Activity => Search the entries for the word "language" and return every line where it is found.

Study material =>

————

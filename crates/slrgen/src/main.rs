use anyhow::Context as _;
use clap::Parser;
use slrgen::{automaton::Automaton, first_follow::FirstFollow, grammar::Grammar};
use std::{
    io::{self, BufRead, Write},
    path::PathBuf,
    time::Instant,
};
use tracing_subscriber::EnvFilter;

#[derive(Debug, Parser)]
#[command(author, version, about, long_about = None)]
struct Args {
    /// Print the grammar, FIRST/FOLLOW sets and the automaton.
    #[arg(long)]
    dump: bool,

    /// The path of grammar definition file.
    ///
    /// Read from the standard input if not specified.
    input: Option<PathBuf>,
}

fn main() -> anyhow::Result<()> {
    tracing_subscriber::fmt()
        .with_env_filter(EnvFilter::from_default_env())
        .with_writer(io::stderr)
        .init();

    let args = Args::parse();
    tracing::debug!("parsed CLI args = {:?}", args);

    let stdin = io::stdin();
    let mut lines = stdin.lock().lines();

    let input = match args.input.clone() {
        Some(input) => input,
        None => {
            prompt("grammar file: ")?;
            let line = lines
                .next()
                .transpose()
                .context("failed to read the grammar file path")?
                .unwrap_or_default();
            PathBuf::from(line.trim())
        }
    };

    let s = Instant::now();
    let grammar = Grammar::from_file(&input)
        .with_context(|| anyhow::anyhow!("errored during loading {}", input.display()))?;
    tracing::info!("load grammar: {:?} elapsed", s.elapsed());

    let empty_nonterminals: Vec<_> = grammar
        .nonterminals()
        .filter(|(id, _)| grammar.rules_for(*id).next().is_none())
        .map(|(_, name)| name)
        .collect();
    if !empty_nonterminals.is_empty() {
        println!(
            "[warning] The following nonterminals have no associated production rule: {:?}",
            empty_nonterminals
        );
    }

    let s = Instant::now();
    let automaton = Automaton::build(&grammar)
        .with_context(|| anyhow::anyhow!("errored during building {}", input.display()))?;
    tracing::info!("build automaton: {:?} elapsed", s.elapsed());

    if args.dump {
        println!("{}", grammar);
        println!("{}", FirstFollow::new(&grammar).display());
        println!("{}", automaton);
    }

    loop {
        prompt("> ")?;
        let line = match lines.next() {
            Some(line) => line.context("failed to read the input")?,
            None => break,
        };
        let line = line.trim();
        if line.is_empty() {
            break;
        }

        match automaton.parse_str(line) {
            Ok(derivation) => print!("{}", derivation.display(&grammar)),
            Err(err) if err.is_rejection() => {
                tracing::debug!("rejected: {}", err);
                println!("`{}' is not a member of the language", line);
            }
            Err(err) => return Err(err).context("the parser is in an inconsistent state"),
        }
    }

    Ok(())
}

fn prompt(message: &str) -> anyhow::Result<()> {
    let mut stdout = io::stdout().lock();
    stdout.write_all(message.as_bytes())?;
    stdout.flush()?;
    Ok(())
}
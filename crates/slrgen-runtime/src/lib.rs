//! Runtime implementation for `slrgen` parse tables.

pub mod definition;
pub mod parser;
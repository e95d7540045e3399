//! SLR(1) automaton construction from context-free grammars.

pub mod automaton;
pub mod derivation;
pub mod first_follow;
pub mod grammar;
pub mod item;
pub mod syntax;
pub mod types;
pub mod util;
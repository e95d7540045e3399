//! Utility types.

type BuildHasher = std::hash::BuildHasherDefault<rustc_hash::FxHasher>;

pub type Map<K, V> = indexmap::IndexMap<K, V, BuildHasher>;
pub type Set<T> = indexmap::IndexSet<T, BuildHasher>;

————

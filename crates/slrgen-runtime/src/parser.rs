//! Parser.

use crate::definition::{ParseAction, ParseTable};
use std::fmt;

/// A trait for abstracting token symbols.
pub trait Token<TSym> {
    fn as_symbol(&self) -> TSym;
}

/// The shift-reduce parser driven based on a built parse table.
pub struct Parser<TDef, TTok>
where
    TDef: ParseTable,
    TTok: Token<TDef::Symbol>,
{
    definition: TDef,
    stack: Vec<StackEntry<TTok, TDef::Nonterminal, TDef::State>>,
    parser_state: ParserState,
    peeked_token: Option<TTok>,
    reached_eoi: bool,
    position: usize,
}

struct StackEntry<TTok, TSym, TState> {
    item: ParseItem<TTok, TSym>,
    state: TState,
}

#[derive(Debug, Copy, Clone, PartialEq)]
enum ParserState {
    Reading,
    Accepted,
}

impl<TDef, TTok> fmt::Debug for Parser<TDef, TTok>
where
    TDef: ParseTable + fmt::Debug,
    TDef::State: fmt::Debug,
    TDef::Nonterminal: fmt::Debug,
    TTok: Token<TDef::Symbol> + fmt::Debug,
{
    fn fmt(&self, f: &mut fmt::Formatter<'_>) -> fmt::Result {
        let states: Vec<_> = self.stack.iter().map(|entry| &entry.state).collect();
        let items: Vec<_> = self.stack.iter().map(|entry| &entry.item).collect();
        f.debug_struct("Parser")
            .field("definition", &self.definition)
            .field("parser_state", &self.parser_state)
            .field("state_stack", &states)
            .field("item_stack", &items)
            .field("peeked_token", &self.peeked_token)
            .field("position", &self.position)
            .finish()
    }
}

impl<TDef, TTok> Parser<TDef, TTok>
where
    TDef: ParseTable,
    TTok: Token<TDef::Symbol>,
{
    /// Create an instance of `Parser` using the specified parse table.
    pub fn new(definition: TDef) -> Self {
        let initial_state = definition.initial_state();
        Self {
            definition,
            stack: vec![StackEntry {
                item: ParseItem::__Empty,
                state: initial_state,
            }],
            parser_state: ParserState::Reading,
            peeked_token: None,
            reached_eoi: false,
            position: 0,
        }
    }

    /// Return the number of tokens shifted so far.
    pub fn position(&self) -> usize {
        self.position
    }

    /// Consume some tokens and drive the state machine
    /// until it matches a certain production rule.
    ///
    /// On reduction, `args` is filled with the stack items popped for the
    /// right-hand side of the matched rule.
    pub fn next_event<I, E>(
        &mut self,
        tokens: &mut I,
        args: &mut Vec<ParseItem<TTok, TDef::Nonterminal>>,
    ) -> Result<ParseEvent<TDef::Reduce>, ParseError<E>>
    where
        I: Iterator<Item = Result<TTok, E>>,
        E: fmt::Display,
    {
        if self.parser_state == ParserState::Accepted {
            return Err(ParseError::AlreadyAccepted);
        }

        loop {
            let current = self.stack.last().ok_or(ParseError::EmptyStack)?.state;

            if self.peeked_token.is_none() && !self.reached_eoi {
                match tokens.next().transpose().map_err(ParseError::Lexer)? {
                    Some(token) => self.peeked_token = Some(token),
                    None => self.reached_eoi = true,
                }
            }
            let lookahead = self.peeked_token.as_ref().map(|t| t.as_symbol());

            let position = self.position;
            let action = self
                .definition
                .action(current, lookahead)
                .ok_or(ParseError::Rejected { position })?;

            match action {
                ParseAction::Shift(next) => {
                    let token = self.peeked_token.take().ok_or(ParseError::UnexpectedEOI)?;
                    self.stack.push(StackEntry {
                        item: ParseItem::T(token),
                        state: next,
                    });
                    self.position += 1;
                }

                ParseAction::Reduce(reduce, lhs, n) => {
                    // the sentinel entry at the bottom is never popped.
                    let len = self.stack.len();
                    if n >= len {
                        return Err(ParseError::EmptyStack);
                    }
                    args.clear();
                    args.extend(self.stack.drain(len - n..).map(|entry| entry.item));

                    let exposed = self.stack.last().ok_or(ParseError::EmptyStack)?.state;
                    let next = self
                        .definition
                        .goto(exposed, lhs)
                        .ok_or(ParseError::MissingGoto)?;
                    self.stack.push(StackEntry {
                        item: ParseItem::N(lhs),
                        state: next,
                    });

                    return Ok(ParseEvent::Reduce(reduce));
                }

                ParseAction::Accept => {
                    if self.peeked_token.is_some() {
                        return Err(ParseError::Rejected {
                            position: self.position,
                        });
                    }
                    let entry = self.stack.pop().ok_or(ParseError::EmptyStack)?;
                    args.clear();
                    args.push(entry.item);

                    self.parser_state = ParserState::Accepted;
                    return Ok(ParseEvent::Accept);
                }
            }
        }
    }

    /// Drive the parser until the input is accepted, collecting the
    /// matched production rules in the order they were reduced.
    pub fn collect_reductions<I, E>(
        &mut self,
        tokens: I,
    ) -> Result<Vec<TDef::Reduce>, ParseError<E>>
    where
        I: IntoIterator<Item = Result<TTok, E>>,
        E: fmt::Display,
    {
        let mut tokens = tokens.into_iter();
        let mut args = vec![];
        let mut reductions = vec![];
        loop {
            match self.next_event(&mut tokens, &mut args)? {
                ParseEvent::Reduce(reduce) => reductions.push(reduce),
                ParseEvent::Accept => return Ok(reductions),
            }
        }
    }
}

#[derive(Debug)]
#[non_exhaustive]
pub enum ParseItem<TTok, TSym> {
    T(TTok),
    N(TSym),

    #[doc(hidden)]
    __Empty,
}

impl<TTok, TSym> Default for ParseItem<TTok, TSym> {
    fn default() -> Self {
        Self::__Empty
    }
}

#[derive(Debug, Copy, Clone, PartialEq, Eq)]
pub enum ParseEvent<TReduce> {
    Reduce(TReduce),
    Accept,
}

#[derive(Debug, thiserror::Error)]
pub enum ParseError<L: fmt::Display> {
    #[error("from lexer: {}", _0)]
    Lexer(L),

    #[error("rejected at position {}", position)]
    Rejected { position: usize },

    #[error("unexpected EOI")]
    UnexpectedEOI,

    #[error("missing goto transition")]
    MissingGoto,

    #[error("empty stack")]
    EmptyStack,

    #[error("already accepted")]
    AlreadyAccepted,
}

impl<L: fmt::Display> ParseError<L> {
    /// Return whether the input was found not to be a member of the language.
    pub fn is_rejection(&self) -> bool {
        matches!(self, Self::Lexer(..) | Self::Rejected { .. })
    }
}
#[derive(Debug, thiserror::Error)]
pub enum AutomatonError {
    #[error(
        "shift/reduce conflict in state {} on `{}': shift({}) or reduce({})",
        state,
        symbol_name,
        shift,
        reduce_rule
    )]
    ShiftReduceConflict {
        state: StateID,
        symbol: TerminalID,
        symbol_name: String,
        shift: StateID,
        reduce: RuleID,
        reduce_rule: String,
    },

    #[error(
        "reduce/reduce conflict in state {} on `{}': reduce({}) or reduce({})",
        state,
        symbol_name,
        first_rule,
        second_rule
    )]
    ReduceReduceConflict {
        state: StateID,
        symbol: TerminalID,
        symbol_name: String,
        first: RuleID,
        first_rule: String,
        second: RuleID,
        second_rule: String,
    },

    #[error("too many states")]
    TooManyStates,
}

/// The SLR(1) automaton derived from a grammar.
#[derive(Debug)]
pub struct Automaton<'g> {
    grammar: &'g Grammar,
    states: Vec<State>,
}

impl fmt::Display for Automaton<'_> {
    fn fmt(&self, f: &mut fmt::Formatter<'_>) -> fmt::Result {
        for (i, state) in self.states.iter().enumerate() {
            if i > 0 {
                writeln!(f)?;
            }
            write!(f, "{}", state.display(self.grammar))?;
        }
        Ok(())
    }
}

————

Answer box =>
                println!("`{}' is not a member of the language", line);
    /// Return whether the input was found not to be a member of the language.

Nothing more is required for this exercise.